The major voting blocs have little interest in transformational leadership

Dear Editor,

 

Stabroek News and Kaieteur News were delivered every day. They were neither touched nor read. I had decided that between Ash Wednesday and Easter Monday, I would not read a single word.  I didn’t.  And during this time in the wilderness some learning came.

My head cleared (had gotten too close too long to the environment); my expectations were recalibrated (trust princes more slowly, more cautiously); my priorities and interests rethought (whether to write of the diaspora experience and Wall Street, or more of the local).  The last development remains under review.
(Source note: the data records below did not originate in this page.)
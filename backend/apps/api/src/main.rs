//! API Server Entry Point
//!
//! Composition root: configuration, database pool, mail dispatcher, and
//! router wiring all happen here with explicit constructor injection.
//! Uses `anyhow` for startup errors; application-level errors use
//! `kernel::error::AppError`.

use auth::{AuthConfig, AuthMiddlewareState, PgAuthRepository, SmtpTokenSender, auth_router};
use axum::{
    Router, http,
    http::{Method, header},
};
use base64::Engine;
use base64::engine::general_purpose;
use platform::mail::{MailDispatcher, Mailer, MailerConfig};
use scripts::{PgScriptRepository, script_router};
use sqlx::postgres::PgPoolOptions;
use std::env;
use std::net::SocketAddr;
use tokio::net::TcpListener;
use tower_http::cors::{AllowHeaders, AllowMethods, CorsLayer};
use tower_http::trace::TraceLayer;
use tracing_subscriber::{layer::SubscriberExt, util::SubscriberInitExt};

// Re-export unified error types for use in handlers
pub use kernel::error::{
    app_error::{AppError, AppResult},
    kind::ErrorKind,
};

#[tokio::main]
async fn main() -> anyhow::Result<()> {
    // Load .env file
    dotenvy::dotenv().ok();

    // Initialize tracing
    tracing_subscriber::registry()
        .with(
            tracing_subscriber::EnvFilter::try_from_default_env()
                .unwrap_or_else(|_| "api=info,auth=info,scripts=info,tower_http=info".into()),
        )
        .with(tracing_subscriber::fmt::layer())
        .init();

    // Database connection
    let database_url = env::var("DATABASE_URL").expect("DATABASE_URL must be set in environment");

    let pool = PgPoolOptions::new()
        .max_connections(5)
        .connect(&database_url)
        .await?;

    tracing::info!("Connected to database");

    // Run migrations
    sqlx::migrate!("../../../database/migrations")
        .run(&pool)
        .await?;

    tracing::info!("Migrations completed");

    // Startup cleanup: remove expired refresh tokens
    // Errors here should not prevent server startup
    let auth_repo_for_cleanup = PgAuthRepository::new(pool.clone());
    match auth_repo_for_cleanup.cleanup_expired().await {
        Ok(tokens) => {
            tracing::info!(tokens_deleted = tokens, "Refresh token cleanup completed");
        }
        Err(e) => {
            tracing::warn!(
                error = %e,
                "Refresh token cleanup failed, continuing anyway"
            );
        }
    }

    // Auth configuration
    let auth_config = auth_config_from_env()?;

    // Outbound mail
    let mailer_config = mailer_config_from_env();
    let mailer = Mailer::from_config(&mailer_config)?;
    let dispatcher = MailDispatcher::start(mailer, &mailer_config);
    let token_sender =
        SmtpTokenSender::new(dispatcher, auth_config.verification_base_url.clone());

    // CORS configuration
    let frontend_origins = env::var("FRONTEND_ORIGINS")
        .unwrap_or_else(|_| "http://localhost:3000,http://127.0.0.1:3000".to_string());

    let allowed_origins: Vec<http::HeaderValue> = frontend_origins
        .split(',')
        .filter_map(|origin| origin.trim().parse().ok())
        .collect();

    let cors = CorsLayer::new()
        .allow_origin(allowed_origins)
        .allow_methods(AllowMethods::list([
            Method::GET,
            Method::POST,
            Method::PUT,
            Method::DELETE,
            Method::OPTIONS,
        ]))
        .allow_headers(AllowHeaders::list([
            header::CONTENT_TYPE,
            header::AUTHORIZATION,
            header::ACCEPT,
        ]))
        .allow_credentials(true);

    // Script routes sit behind the access-token middleware
    let auth_middleware = AuthMiddlewareState::new(auth_config.clone());
    let script_routes = script_router(PgScriptRepository::new(pool.clone())).layer(
        axum::middleware::from_fn(move |req: axum::extract::Request, next| {
            let state = auth_middleware.clone();
            async move { auth::middleware::require_auth(state, req, next).await }
        }),
    );

    // Build router
    let app = Router::new()
        .nest(
            "/v1/auth",
            auth_router(PgAuthRepository::new(pool.clone()), token_sender, auth_config),
        )
        .nest("/v1/script", script_routes)
        .layer(TraceLayer::new_for_http())
        .layer(cors);

    // Start server
    let port: u16 = env::var("PORT")
        .ok()
        .and_then(|p| p.parse().ok())
        .unwrap_or(8080);
    let addr = SocketAddr::from(([0, 0, 0, 0], port));
    tracing::info!("Listening on {}", addr);

    let listener = TcpListener::bind(addr).await?;
    axum::serve(listener, app).await?;

    Ok(())
}

/// Build the auth configuration from the environment.
///
/// Debug builds fall back to random per-process secrets; production
/// requires the base64-encoded secrets to be set.
fn auth_config_from_env() -> anyhow::Result<AuthConfig> {
    let mut config = if cfg!(debug_assertions) {
        AuthConfig::development()
    } else {
        AuthConfig {
            access_token_secret: decode_secret("AUTH_ACCESS_TOKEN_SECRET")?,
            refresh_token_secret: decode_secret("AUTH_REFRESH_TOKEN_SECRET")?,
            confirmation_token_secret: decode_secret("AUTH_CONFIRMATION_TOKEN_SECRET")?,
            ..AuthConfig::default()
        }
    };

    if let Ok(base_url) = env::var("PUBLIC_BASE_URL") {
        config.verification_base_url = base_url;
    }

    Ok(config)
}

fn decode_secret(var: &str) -> anyhow::Result<Vec<u8>> {
    let encoded =
        env::var(var).map_err(|_| anyhow::anyhow!("{} must be set in production", var))?;
    Ok(Engine::decode(&general_purpose::STANDARD, &encoded)?)
}

fn mailer_config_from_env() -> MailerConfig {
    let defaults = MailerConfig::default();

    MailerConfig {
        smtp_host: env::var("SMTP_HOST").unwrap_or(defaults.smtp_host),
        smtp_port: env::var("SMTP_PORT")
            .ok()
            .and_then(|p| p.parse().ok())
            .unwrap_or(defaults.smtp_port),
        username: env::var("SMTP_USERNAME").ok(),
        password: env::var("SMTP_PASSWORD").ok(),
        from: env::var("MAIL_FROM").unwrap_or(defaults.from),
        max_concurrent_sends: defaults.max_concurrent_sends,
        queue_capacity: defaults.queue_capacity,
    }
}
Other things became clearer, including that voting one time in this country is enough; that the day is different, but local competing political interests and realities are near indistinct; that another surrounding largely self-seeking cast of characters has surfaced in replacement.  I observe ‒ and others were quick to enlighten ‒ that it still is damn the poor, to hell with ethics, and down with the idealism of patriotism.  In sum: Am here to collect.  Just give me what is mine.  Such is the sacrifice of the brave. What Abba Eban said in the Middle East applies right here. As the man said, it is where the dominant impulse is to “never miss an opportunity to miss an opportunity.”

Additionally, it is that commercial presences are the quadrennial biggest beneficiaries of electoral results, come who may.  They are characteristically and historically astute enough and flexible enough to adjust the political dance floor to suit their gait and shuffle.  They will dance with any partner in colourblind embrace. There is the peculiar romance of these gentlemen who prefer green (as in the seductive slither of money in their favor).  That was one reality confirmed. These players know how to get by, to survive.

In contrast, it is the poor, the limited, the empty-handed, and the denied street mass (and only them) who manifest an unchanging and undying emotional and tribal allegiance to what hurts them, and hurts them badly. The blocs like where they are, and that is that. These citizens only know how not to move ahead.  I am reminded of John F Kennedy’s 1961 address to the UN – to paraphrase: we must put an end to hard divisions and soft conflicts, or both will put an end to us.

Further, it is clear that the respective major voting blocs have scant interest (arguably zero interest) in truly transformational leadership.  And having been settled immovably for that non-mandate, the divisions and distresses persist.  To be sure, there is a minority, insubstantial and inconsequential, that hopes, sometimes invests, in such transformation at all levels.  At best, they might amount to a mere 1% of the voting populace, if not way less. Those are terrible, near insurmountable odds to overcome. Like the famed and fated 300 at Thermopylae, they are a foregone conclusion: overwhelmed by numbers and circumstances into oblivion.

The summons to leadership is not about change, but the prioritization of waiting calculating replacement personnel.

Separately, I am an optimist, and accepting of increments of evolving change, when such is forthcoming.  On the other hand, I am enough of a fundamentalist (perhaps a radical one, too) to peer across the national spectrum of rulers and ruled, winners and losers, highflyers and bottom feeders, and conclude that this whole caboodle stinks, and that it is anathema. But, against all rhyme and reason, this realpolitik is found attractive and acceptable, if not progressive.

As all of this is pondered, Shakespeare comes rushing to mind: “Now ʼtis spring, and its weeds are shallow-rooted.  Suffer them now and they’ll o’erpower the garden.”

Last, for those needing a change of pace, or a long moment of reflection to renew perspectives, I recommend a similar sabbatical.